Coronavirus Round-Up: Denmark winning the battle against COVID-19, claims PM

There are only 263 hospitalised coronavirus patients in Denmark – almost exactly half the number on April 1, when there were 535.


Of course, some of these patients have died since then – as of yesterday, 443 people have been killed by the coronavirus so far in Denmark – but many more have recovered.

And this bodes well for the country’s efforts to stem the spread, said PM Mette Frederiksen at a press conference yesterday.

“The infection is under control. We have succeeded with our strategy in what was a difficult first phase,” she said.

Second phase: testing and hygiene
Following the successful reopening of the country’s daycare institutions, schools (up until the fifth grade), healthcare facilities, courts and a number of other services (such as hairdressers and dentists), Frederiksen is confident Denmark is well placed to begin its second phase.


The country will over the next month conduct far more testing – with the help of 16 centres that have sprouted up all over the country over the last two weeks – and better hygiene. 

Patients who have recovered from or are still suffering from coronavirus will be asked to retrace their steps in the build-up to their diagnosis to help establish who they might have been in contact with. 

Hygiene-wise, the country will make more use of protective equipment, continue to encourage social distancing and prohibit large gatherings where it believes many people can get infected all at once.

May 10 reopenings expected
According to Frederiksen, many of the still closed businesses in Denmark will very soon know when they can expect to open again: for example, restaurants, sports centres and schools for teenagers.


It is thought likely the reopening plan will be presented next week, and that it will probably be scheduled to start on May 10 – the date when the current restrictions expire.

Konservative leader Søren Pape Poulsen questioned whether matters were moving too slowly, but compared to other countries, Denmark is ahead of the curve, and one needn’t look at Frederiksen’s current popularity rating to know she has strong backing from the Danish people.

“The government is not going to be pressured into moving too fast,” she said. “You can open too slowly and too fast, and we must find the golden middle-ground.”

Italy said ‘no thanks’ to Denmark’s respirators offer
Italy has refused Denmark’s respirator offer, TV2 reports. The defence minister, Trine Bramsen, told Politiken that Italy sent an oral reply that it does not currently need the respirators. In early April, Denmark was criticised for offering respirators that are too old and useless. However, Italy still requested 10-13 of them.

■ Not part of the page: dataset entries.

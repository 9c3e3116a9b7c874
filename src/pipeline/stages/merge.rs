use async_trait::async_trait;
use tracing::{info, instrument, warn};

use crate::pipeline::{Stage, StageName, StageResult};
use crate::types::{Enrichment, WorkflowState};

/// Joins category labels onto events by id and drops events left without one.
pub struct MergeStage;

#[async_trait]
impl Stage for MergeStage {
    fn name(&self) -> StageName {
        StageName::Merge
    }

    #[instrument(skip_all, fields(stage = "merge"))]
    async fn execute(&self, state: &mut WorkflowState) -> StageResult {
        let attempted = state.total_events();
        let categories = &state.categories;

        for bucket in state.buckets.values_mut() {
            for event in bucket.events.iter_mut() {
                let label = categories
                    .get(&event.id)
                    .map(|c| c.trim())
                    .filter(|c| !c.is_empty())
                    .map(str::to_string);
                event.category.settle(Enrichment::from(label));
            }
            let before = bucket.events.len();
            bucket.events.retain(|e| e.category.is_resolved());
            if bucket.events.len() < before {
                warn!("✗ {}: {} uncategorized events dropped", bucket.date, before - bucket.events.len());
            }
        }

        let kept = state.total_events();
        if attempted > 0 && kept == 0 {
            return StageResult::fatal(attempted, 0, "no event received a category");
        }

        info!("✓ {}/{} events categorized", kept, attempted);
        StageResult::from_counts(
            attempted,
            kept,
            attempted - kept,
            format!("{} events merged, {} uncategorized dropped", kept, attempted - kept),
        )
    }
}

#[cfg(test)]
mod tests {
    use super::*;
    use crate::time_utils::anchor;
    use crate::types::{Event, NumericTime};
    use chrono::{NaiveDate, NaiveTime};
    use chrono_tz::America::Toronto;

    fn event(id: &str) -> Event {
        let date = NaiveDate::from_ymd_opt(2025, 7, 1).unwrap();
        Event {
            id: id.to_string(),
            title: format!("Show {id}"),
            description: String::new(),
            venue_name: "The Rex".to_string(),
            venue_address: None,
            starts_at: anchor(date, NaiveTime::from_hms_opt(21, 0, 0).unwrap(), Toronto).unwrap(),
            ends_at: None,
            numeric_time: NumericTime { start: 2100, end: None },
            share_url: None,
            image_url: None,
            coordinates: Enrichment::Pending,
            category: Enrichment::Pending,
        }
    }

    #[tokio::test]
    async fn test_events_without_label_are_dropped() {
        let date = NaiveDate::from_ymd_opt(2025, 7, 1).unwrap();
        let mut state = WorkflowState::new([date]);
        state.buckets.get_mut(&date).unwrap().events = vec![event("1"), event("2"), event("3")];
        state.categories.insert("1".to_string(), "Live Music".to_string());
        state.categories.insert("3".to_string(), "  ".to_string());

        let result = MergeStage.execute(&mut state).await;

        assert_eq!(result.outcome, crate::pipeline::StageOutcome::Partial);
        assert_eq!(result.failed, 2);
        let kept: Vec<_> = state.events().collect();
        assert_eq!(kept.len(), 1);
        assert_eq!(kept[0].category.resolved().map(String::as_str), Some("Live Music"));
    }

    #[tokio::test]
    async fn test_no_labels_at_all_is_fatal() {
        let date = NaiveDate::from_ymd_opt(2025, 7, 1).unwrap();
        let mut state = WorkflowState::new([date]);
        state.buckets.get_mut(&date).unwrap().events = vec![event("1")];

        let result = MergeStage.execute(&mut state).await;

        assert!(result.outcome.is_fatal());
    }
}
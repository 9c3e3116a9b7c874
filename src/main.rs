use anyhow::Context;
use clap::{Parser, Subcommand};
use std::path::PathBuf;
use std::process::ExitCode;
use std::sync::Arc;
use std::time::Duration;
use tracing::{error, info};

use datespot_aggregator::app::PublisherPort;
use datespot_aggregator::config::{Config, Credentials};
use datespot_aggregator::infra::{
    http_client, BlogToClient, ClaudeCategorizer, FsPublisher, GitHubPublisher, GoogleGeocoder,
    VisualCrossingClient,
};
use datespot_aggregator::logging;
use datespot_aggregator::pipeline::{Collaborators, Orchestrator, RunReport, StageOutcome};

#[derive(Parser)]
#[command(name = "datespot_aggregator")]
#[command(about = "Aggregates Toronto events with location, weather and category data")]
#[command(version = "0.1.0")]
struct Cli {
    #[command(subcommand)]
    command: Commands,
}

#[derive(Subcommand)]
enum Commands {
    /// Run the pipeline once and publish the schema
    Run {
        /// Path to a TOML config file (defaults to ./datespot.toml when present)
        #[arg(long)]
        config: Option<PathBuf>,
        /// Number of days to aggregate, starting today
        #[arg(long)]
        days: Option<u32>,
        /// Publish into this directory instead of GitHub
        #[arg(long)]
        output_dir: Option<PathBuf>,
        /// Directory for the rolling JSON log
        #[arg(long, default_value = "logs")]
        log_dir: PathBuf,
    },
    /// Validate configuration and environment, then print the effective config
    CheckConfig {
        #[arg(long)]
        config: Option<PathBuf>,
    },
}

fn build_collaborators(
    config: &Config,
    credentials: &Credentials,
    output_dir: Option<PathBuf>,
) -> anyhow::Result<Collaborators> {
    let services = &config.services;
    let pipeline = &config.pipeline;
    let http = http_client::build_client(Duration::from_secs(pipeline.request_timeout_secs))?;
    let slow_http = http_client::build_client(Duration::from_secs(pipeline.categorize_timeout_secs))?;

    let publisher: Arc<dyn PublisherPort> = match output_dir {
        Some(dir) => {
            info!("Dry run: publishing into {}", dir.display());
            Arc::new(FsPublisher::new(dir))
        }
        None => {
            let token = credentials
                .github_token
                .clone()
                .context("GITHUB_TOKEN is required to publish to GitHub")?;
            Arc::new(GitHubPublisher::new(
                http.clone(),
                services.github_api_base.clone(),
                services.github_repo.clone(),
                token,
                pipeline.timezone,
            ))
        }
    };

    Ok(Collaborators {
        events: Arc::new(BlogToClient::new(http.clone(), services.events_api_base.clone())),
        geocoder: Arc::new(GoogleGeocoder::new(
            http.clone(),
            services.geocode_api_base.clone(),
            credentials.google_maps_api_key.clone(),
        )),
        weather: Arc::new(VisualCrossingClient::new(
            http,
            services.weather_api_base.clone(),
            services.weather_location.clone(),
            credentials.weather_api_key.clone(),
        )),
        categorizer: Arc::new(
            ClaudeCategorizer::new(
                slow_http,
                services.anthropic_api_base.clone(),
                credentials.anthropic_api_key.clone(),
                services.anthropic_model.clone(),
            )
            .with_sampling(services.anthropic_max_tokens, services.anthropic_temperature),
        ),
        publisher,
    })
}

fn print_report(report: &RunReport) {
    println!("\n📊 Run Results:");
    for stage in report.reports() {
        let outcome = match &stage.outcome {
            StageOutcome::Success => "success".to_string(),
            StageOutcome::Partial => "partial".to_string(),
            StageOutcome::Fatal(cause) => format!("FATAL ({})", cause),
            StageOutcome::Skipped => "skipped".to_string(),
        };
        println!(
            "   {:<10} {:<24} attempted {:>4}  ok {:>4}  failed {:>4}  items {:>4} → {:<4} {:>6}ms",
            stage.stage.as_str(),
            outcome,
            stage.attempted,
            stage.succeeded,
            stage.failed,
            stage.items_before,
            stage.items_after,
            stage.elapsed.as_millis()
        );
    }

    if report.succeeded() {
        println!("\n📅 Events per date:");
        for (date, count) in report.event_counts() {
            println!("   {}: {}", date, count);
        }
        if let Some(receipt) = &report.state.published {
            println!("\n🚀 Published {} (version {})", receipt.path, receipt.version);
        }
    } else if let Some(stage) = report.failed_stage() {
        println!("\n💥 Run failed at stage {}", stage);
    }
    println!("⏱️  Total elapsed: {:.1}s", report.elapsed.as_secs_f64());
}

async fn run(
    config_path: Option<PathBuf>,
    days: Option<u32>,
    output_dir: Option<PathBuf>,
) -> anyhow::Result<ExitCode> {
    let mut config = Config::load(config_path.as_deref())?;
    if let Some(days) = days {
        config.pipeline.days = days;
    }
    let credentials = Credentials::from_env(output_dir.is_none())?;
    let collaborators = build_collaborators(&config, &credentials, output_dir)?;
    let orchestrator = Orchestrator::new(config.pipeline, collaborators)?;

    let report = orchestrator.run().await;
    print_report(&report);

    if report.succeeded() {
        Ok(ExitCode::SUCCESS)
    } else {
        error!("Run failed: {}", report.summary());
        Ok(ExitCode::from(1))
    }
}

fn check_config(config_path: Option<PathBuf>) -> anyhow::Result<ExitCode> {
    let config = Config::load(config_path.as_deref())?;
    let credentials = Credentials::from_env(false)?;
    println!("✅ Configuration is valid\n");
    println!("{}", toml::to_string_pretty(&config)?);
    println!("credentials: {:?}", credentials);
    Ok(ExitCode::SUCCESS)
}

#[tokio::main]
async fn main() -> anyhow::Result<ExitCode> {
    dotenv::dotenv().ok();
    let cli = Cli::parse();

    match cli.command {
        Commands::Run { config, days, output_dir, log_dir } => {
            let _guard = logging::init_logging(&log_dir);
            run(config, days, output_dir).await
        }
        Commands::CheckConfig { config } => check_config(config),
    }
}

The tourism and leisure industries hit the hardest
The tourism and leisure industry is by far the hardest hit by the Coronavirus Crisis according to an analysis by Danmarks Statistik. Some 45 percent of hotels and 36 percent of restaurants believe there is ‘some risk’ or a ‘very high risk’ of them being liquidated or going bankrupt within the next three months. While restaurants have the opportunity to sell takeaways, 42 percent of them have experienced a decline in revenue. The impact is bigger in the hotel industry, where  91 percent of the hotels have experienced a decline in turnover of over 75 percent in the past month.